Ainsi jusqu'au milieu du XVIIIe siècle, la séparation entre spectateurs et acteurs est, concrètement, mal définie, quand bien même a-t-on soin de différencier les deux fonctions dès le XVIIe siècle. D'une part l'abbé d'Aubignac définit le 'théâtral' à partir d'une différence radicale de nature entre le domaine de la Comédie et celui du discours public, tout en spécifiant le rôle de chaque partie du théâtre :
Ce poëme est nommé drama, c'est à dire, action et non pas récit ; ceux qui le représentent se nomment acteurs, et non pas orateurs ; ceux-là méme qui s'y trouvent presens s'appellent spectateurs ou regardans, et non pas auditeurs ; enfin le lieu qui sert à ses representations, est dit théâtre, et non pas auditoire, c'est à dire, un lieu où on regarde ce qui s'y fait, et non pas où l'on ecoute ce qui s'y dit.

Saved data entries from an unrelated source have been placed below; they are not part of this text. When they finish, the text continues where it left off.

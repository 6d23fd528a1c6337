//! Adapter tests against a stub upstream.

use std::time::{Duration, Instant};

use chrono::{TimeZone, Utc};
use station_sources::{
    build_source, FetchConfig, SourceConfig, SourceError, SourceKind, StationConfig,
    TableLabels,
};
use test_utils::fixtures::{
    session_history, FALLBACK_JSON, PRIMARY_JSON, PRIMARY_JSON_ERROR, PUBLIC_JSON,
    PUBLIC_JSON_STATION, SESSION_COOKIE_NAME, SESSION_LIVE, SESSION_LIVE_EPOCH, SESSION_TOKEN,
    TABLE_PAGE, TABLE_PAGE_MAINTENANCE,
};
use test_utils::{assert_some_approx_eq, StubResponse, StubServer};

fn fast_fetch() -> FetchConfig {
    FetchConfig {
        initial_delay_ms: 0,
        backoff_multiplier: 1.0,
        attempt_timeout_ms: 2_000,
        session_wait_ms: 0,
        ..FetchConfig::default()
    }
}

fn station(id: &str, source: SourceConfig) -> StationConfig {
    StationConfig {
        id: id.to_string(),
        name: id.to_string(),
        source,
    }
}

fn now() -> chrono::DateTime<Utc> {
    Utc.with_ymd_and_hms(2024, 5, 1, 12, 3, 0).unwrap()
}

fn session_cookie() -> String {
    format!("{}={}; path=/; HttpOnly", SESSION_COOKIE_NAME, SESSION_TOKEN)
}

fn session_station(server: &StubServer) -> StationConfig {
    station(
        "seaview",
        SourceConfig::SessionBinary {
            session_url: server.url("/view.php"),
            live_url: server.url("/live"),
            history_url: server.url("/history"),
            session_cookie: SESSION_COOKIE_NAME.to_string(),
        },
    )
}

fn primary_station(server: &StubServer) -> StationConfig {
    station(
        "lymington",
        SourceConfig::PrimaryFallbackJson {
            primary_url: server.url("/primary"),
            fallback_url: server.url("/fallback"),
            auth_header: "wf-tkn".to_string(),
            token: "secret".to_string(),
            token_env: None,
        },
    )
}

#[tokio::test]
async fn test_table_scrape_reads_page() {
    let server = StubServer::builder()
        .get("/weather", StubResponse::ok(TABLE_PAGE))
        .start()
        .await;
    let source = build_source(
        &station(
            "brambles",
            SourceConfig::TableScrape {
                url: server.url("/weather"),
                labels: TableLabels::default(),
            },
        ),
        &fast_fetch(),
        reqwest::Client::new(),
    );
    assert_eq!(source.kind(), SourceKind::TableScrape);

    let reading = source.read(now()).await.unwrap();
    assert!(reading.is_valid);
    assert_some_approx_eq!(reading.wind_speed, 8.08, 0.01);
    assert_eq!(reading.wind_direction, Some(225));
    assert_eq!(reading.timestamp, now());
}

#[tokio::test]
async fn test_table_scrape_retries_then_succeeds() {
    let server = StubServer::builder()
        .get("/weather", StubResponse::ok(TABLE_PAGE).fail_first(2))
        .start()
        .await;
    let source = build_source(
        &station(
            "brambles",
            SourceConfig::TableScrape {
                url: server.url("/weather"),
                labels: TableLabels::default(),
            },
        ),
        &fast_fetch(),
        reqwest::Client::new(),
    );

    assert!(source.read(now()).await.is_ok());
    assert_eq!(server.hits("/weather").await, 3);
}

#[tokio::test]
async fn test_malformed_page_exhausts_retries() {
    let server = StubServer::builder()
        .get("/weather", StubResponse::ok(TABLE_PAGE_MAINTENANCE))
        .start()
        .await;
    let source = build_source(
        &station(
            "brambles",
            SourceConfig::TableScrape {
                url: server.url("/weather"),
                labels: TableLabels::default(),
            },
        ),
        &fast_fetch(),
        reqwest::Client::new(),
    );

    let err = source.read(now()).await.unwrap_err();
    assert!(matches!(err, SourceError::Schema { .. }));
    assert_eq!(server.hits("/weather").await, 3);
}

#[tokio::test]
async fn test_session_cookie_is_threaded_to_data_calls() {
    let history = session_history(&[
        (SESSION_LIVE_EPOCH - 20, 19.0, 3.0, 180),
        (SESSION_LIVE_EPOCH - 10, 19.0, 4.0, 190),
        (SESSION_LIVE_EPOCH, 19.0, 5.0, 200),
    ]);
    let server = StubServer::builder()
        .get(
            "/view.php",
            StubResponse::ok("<html></html>").header("set-cookie", &session_cookie()),
        )
        .get("/live", StubResponse::ok(SESSION_LIVE))
        .get("/history", StubResponse::ok(history))
        .start()
        .await;
    let source = build_source(&session_station(&server), &fast_fetch(), reqwest::Client::new());

    let reading = source.read(now()).await.unwrap();

    let expected_cookie = format!("{}={}", SESSION_COOKIE_NAME, SESSION_TOKEN);
    for request in server.requests().await {
        if request.path != "/view.php" {
            assert_eq!(request.header("cookie"), Some(expected_cookie.as_str()));
        }
    }
    assert_eq!(server.hits("/view.php").await, 1);

    // Historical wind, live temperature
    assert_some_approx_eq!(reading.wind_speed, 4.0, 1e-9);
    assert_some_approx_eq!(reading.wind_gust, 5.0, 1e-9);
    assert_eq!(reading.wind_direction, Some(190));
    assert_eq!(reading.temperature, Some(15.0));
    assert!(reading.wind_gust >= reading.wind_speed);
    assert_eq!(reading.timestamp.timestamp(), SESSION_LIVE_EPOCH);
}

#[tokio::test]
async fn test_session_failure_is_hard_error() {
    let server = StubServer::builder()
        .get("/view.php", StubResponse::ok("<html></html>"))
        .get("/live", StubResponse::ok(SESSION_LIVE))
        .get("/history", StubResponse::ok(SESSION_LIVE))
        .start()
        .await;
    let source = build_source(&session_station(&server), &fast_fetch(), reqwest::Client::new());

    let err = source.read(now()).await.unwrap_err();
    assert!(matches!(err, SourceError::Session(_)), "{:?}", err);
    assert_eq!(server.hits("/live").await, 0);
    assert_eq!(server.hits("/history").await, 0);
}

#[tokio::test]
async fn test_history_failure_falls_back_to_live_without_gust() {
    let server = StubServer::builder()
        .get(
            "/view.php",
            StubResponse::ok("").header("set-cookie", &session_cookie()),
        )
        .get("/live", StubResponse::ok(SESSION_LIVE))
        .get("/history", StubResponse::status(500))
        .start()
        .await;
    let source = build_source(&session_station(&server), &fast_fetch(), reqwest::Client::new());

    let reading = source.read(now()).await.unwrap();
    assert_eq!(reading.wind_gust, None);
    assert_eq!(reading.wind_speed, Some(3.7));
    assert_eq!(server.hits("/history").await, 3);
}

#[tokio::test]
async fn test_history_and_live_failing_reports_history_error() {
    let server = StubServer::builder()
        .get(
            "/view.php",
            StubResponse::ok("").header("set-cookie", &session_cookie()),
        )
        .get("/live", StubResponse::status(502))
        .get("/history", StubResponse::status(500))
        .start()
        .await;
    let source = build_source(&session_station(&server), &fast_fetch(), reqwest::Client::new());

    let err = source.read(now()).await.unwrap_err();
    assert_eq!(err, SourceError::HttpStatus { status: 500 });
    assert_eq!(server.hits("/history").await, 3);
    assert_eq!(server.hits("/live").await, 3);
}

#[tokio::test]
async fn test_session_live_mode_fetch() {
    let server = StubServer::builder()
        .get(
            "/view.php",
            StubResponse::ok("").header("set-cookie", &session_cookie()),
        )
        .get("/live", StubResponse::ok(SESSION_LIVE))
        .start()
        .await;
    let source = build_source(&session_station(&server), &fast_fetch(), reqwest::Client::new());

    let raw = source.fetch().await.unwrap();
    assert_eq!(raw, station_sources::RawSample::LiveText(SESSION_LIVE.to_string()));
}

#[tokio::test]
async fn test_primary_sends_auth_header_and_empty_post() {
    let server = StubServer::builder()
        .post("/primary", StubResponse::ok(PRIMARY_JSON))
        .post("/fallback", StubResponse::ok(FALLBACK_JSON))
        .start()
        .await;
    let source = build_source(&primary_station(&server), &fast_fetch(), reqwest::Client::new());

    let reading = source.read(now()).await.unwrap();
    assert_some_approx_eq!(reading.wind_gust, 18.9 * 0.514444, 1e-9);
    assert_eq!(server.hits("/fallback").await, 0);

    let requests = server.requests().await;
    assert_eq!(requests[0].method, "POST");
    assert_eq!(requests[0].header("wf-tkn"), Some("secret"));
    assert!(requests[0].body.is_empty());
}

#[tokio::test]
async fn test_primary_without_token_omits_auth_header() {
    let server = StubServer::builder()
        .post("/primary", StubResponse::ok(PRIMARY_JSON))
        .start()
        .await;
    let config = station(
        "lymington",
        SourceConfig::PrimaryFallbackJson {
            primary_url: server.url("/primary"),
            fallback_url: server.url("/fallback"),
            auth_header: "wf-tkn".to_string(),
            token: String::new(),
            token_env: Some("STATION_WEATHER_ADAPTER_TOKEN_NEVER_SET".to_string()),
        },
    );
    let source = build_source(&config, &fast_fetch(), reqwest::Client::new());

    assert!(source.read(now()).await.is_ok());
    let requests = server.requests().await;
    assert_eq!(requests.len(), 1);
    assert_eq!(requests[0].header("wf-tkn"), None);
}

#[tokio::test]
async fn test_primary_error_status_uses_fallback() {
    let server = StubServer::builder()
        .post("/primary", StubResponse::status(502))
        .post("/fallback", StubResponse::ok(FALLBACK_JSON))
        .start()
        .await;
    let source = build_source(&primary_station(&server), &fast_fetch(), reqwest::Client::new());

    let reading = source.read(now()).await.unwrap();
    assert_eq!(reading.wind_gust, None);
    assert_eq!(reading.wind_direction, Some(240));
    assert_eq!(server.hits("/primary").await, 1);
    assert_eq!(server.hits("/fallback").await, 1);
}

#[tokio::test]
async fn test_primary_schema_mismatch_uses_fallback() {
    let server = StubServer::builder()
        .post("/primary", StubResponse::ok(PRIMARY_JSON_ERROR))
        .post("/fallback", StubResponse::ok(FALLBACK_JSON))
        .start()
        .await;
    let source = build_source(&primary_station(&server), &fast_fetch(), reqwest::Client::new());

    let reading = source.read(now()).await.unwrap();
    assert!(reading.is_valid);
    assert_eq!(reading.wind_gust, None);
    assert_eq!(
        server
            .requests()
            .await
            .iter()
            .filter(|r| r.path == "/fallback")
            .filter_map(|r| r.header("wf-tkn"))
            .collect::<Vec<_>>(),
        vec!["secret"]
    );
}

#[tokio::test]
async fn test_public_json_hits_station_path() {
    let server = StubServer::builder()
        .get("/live/521", StubResponse::ok(PUBLIC_JSON))
        .start()
        .await;
    let source = build_source(
        &station(
            "prarion",
            SourceConfig::PublicJson {
                base_url: server.url("/live/"),
                station: PUBLIC_JSON_STATION,
            },
        ),
        &fast_fetch(),
        reqwest::Client::new(),
    );

    let reading = source.read(now()).await.unwrap();
    assert_eq!(reading.station_id, "prarion");
    assert_some_approx_eq!(reading.wind_speed, 5.0, 1e-9);
    assert_eq!(reading.wind_direction, Some(293));
}

#[tokio::test]
async fn test_public_json_rejects_misrouted_station() {
    let server = StubServer::builder()
        .get("/live/600", StubResponse::ok(PUBLIC_JSON))
        .start()
        .await;
    let source = build_source(
        &station(
            "planpraz",
            SourceConfig::PublicJson {
                base_url: server.url("/live"),
                station: 600,
            },
        ),
        &fast_fetch(),
        reqwest::Client::new(),
    );

    let err = source.read(now()).await.unwrap_err();
    assert!(matches!(err, SourceError::Schema { .. }));
}

#[tokio::test]
async fn test_slow_upstream_times_out_each_attempt() {
    let server = StubServer::builder()
        .get(
            "/live/521",
            StubResponse::ok(PUBLIC_JSON).delay(Duration::from_secs(5)),
        )
        .start()
        .await;
    let source = build_source(
        &station(
            "prarion",
            SourceConfig::PublicJson {
                base_url: server.url("/live"),
                station: PUBLIC_JSON_STATION,
            },
        ),
        &FetchConfig {
            max_attempts: 2,
            attempt_timeout_ms: 100,
            ..fast_fetch()
        },
        reqwest::Client::new(),
    );

    let started = Instant::now();
    let err = source.read(now()).await.unwrap_err();
    assert_eq!(err, SourceError::Timeout(Duration::from_millis(100)));
    assert_eq!(server.hits("/live/521").await, 2);
    assert!(started.elapsed() < Duration::from_secs(5));
}

#[tokio::test]
async fn test_unreachable_upstream_is_transport_error() {
    let server = StubServer::builder().start().await;
    let url = server.url("/weather");
    drop(server);
    tokio::task::yield_now().await;

    let source = build_source(
        &station(
            "brambles",
            SourceConfig::TableScrape {
                url,
                labels: TableLabels::default(),
            },
        ),
        &FetchConfig {
            max_attempts: 1,
            ..fast_fetch()
        },
        reqwest::Client::new(),
    );

    let err = source.read(now()).await.unwrap_err();
    assert!(
        matches!(err, SourceError::Transport(_) | SourceError::HttpStatus { .. }),
        "{:?}",
        err
    );
}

Chaque catégorie apparaît antinomique mais néanmoins complémentaire : l'une est active, l'autre est passive. C'est pourquoi le Dictionnaire de l'Académie insiste, dans sa définition du 'Spectateur', sur une séparation complète entre ce qui appartient à l'acteur et ce qui est du ressort du Spectateur : « Il se dit figurément de celui qui n'agit point, qui n'a point de part dans une affaire, & qui a seulement attention à ce qui s'y passe. » Cette différence de fonction est constamment reprise par Diderot dans sa théorie sur l'art théâtral à travers cette formule relative aux rapports acteurs/spectateurs : « C'est vous qui remportez toutes ces impressions. L'acteur est las, et vous triste ; c'est qu'il s'est démené sans rien sentir, et que vous avez senti sans vous démener ». (17) Le public doit se borner à « regarder » et éventuellement à réagir mais il ne doit en aucun cas contaminer la scène de sa présence. C'est ainsi dans la distance que doit s'intensifier l'effet, l'impact de la représentation sur le spectateur. Tout ce qui est proprement « théâtral », c'est-à-dire emprunt d'affectation, artificiel, devient, curieusement anti-théâtral, c'est-à-dire contraire à l'illusion.
Le souci nouveau de réalisme dans le jeu de l'acteur (touchant le rapport entre l'âge de l'acteur et celui, supposé, du personnage, le geste, la déclamation, le costume jugé trop pompeux et travestissant le personnage au lieu de lui donner une actualité historique), et de vraisemblance de la scène, conduit les penseurs à élaborer, en creux, une théorie du « théâtral » (ce qui doit être le propre du théâtre, son essence) qui paradoxalement s'appuie sur le pictural (18) et par la même occasion une théorie du Spectateur, celui-ci devant changer son propre regard sur le théâtre afin de l'éloigner du théâtralisme. Luigi Riccoboni, dans ses Pensées sur la déclamation publiées en 1738, affirme par exemple :
Le plus grand nombre des Spectateurs Français n'est pas en état de sentir ce qu'on appelle vérité d'action ; on s'accoutume de bonne heure à la Déclamation de Théâtre : les jeunes Gens ne raisonnent point, & l'on parvient à l'âge de maturité sans avoir jamais fait des réflexions solides sur cette matière. Si des Auditeurs qui sont dans de pareilles dispositions sont touchés dans la Tragédie, c'est parce qu'ils se font une illusion d'habitude où la raison n'a nulle part. Tout le monde sait que César, Alexandre, Hannibal, & tous les Héros de l'Antiquité étaient des hommes comme nous, & l'on est persuadé qu'ils ne traitaient pas les plus grandes passions, ni les actions les plus héroïques, autrement que les grands hommes de nos jours ; cependant ces mêmes Spectateurs séduits dès leur tendre jeunesse par l'expression outrée de la Déclamation Tragique, prennent les Héros de l'Antiquité sur le pied que les Comédiens veulent bien les leur donner ; c'est-à-dire, comme des hommes extraordinaires ; on les voit marcher, parler tout autrement que nous, & avoir une contenance tout à fait différente de la nôtre. Or suivant cette fabuleuse imagination que les Spectateurs ont adoptée & dont ils sont frappés, ils s'en font une illusion si forte, qu'ils se laissent emporter au-delà du vrai en tout ce qu'ils voient, & en tout ce qu'ils entendent. (19)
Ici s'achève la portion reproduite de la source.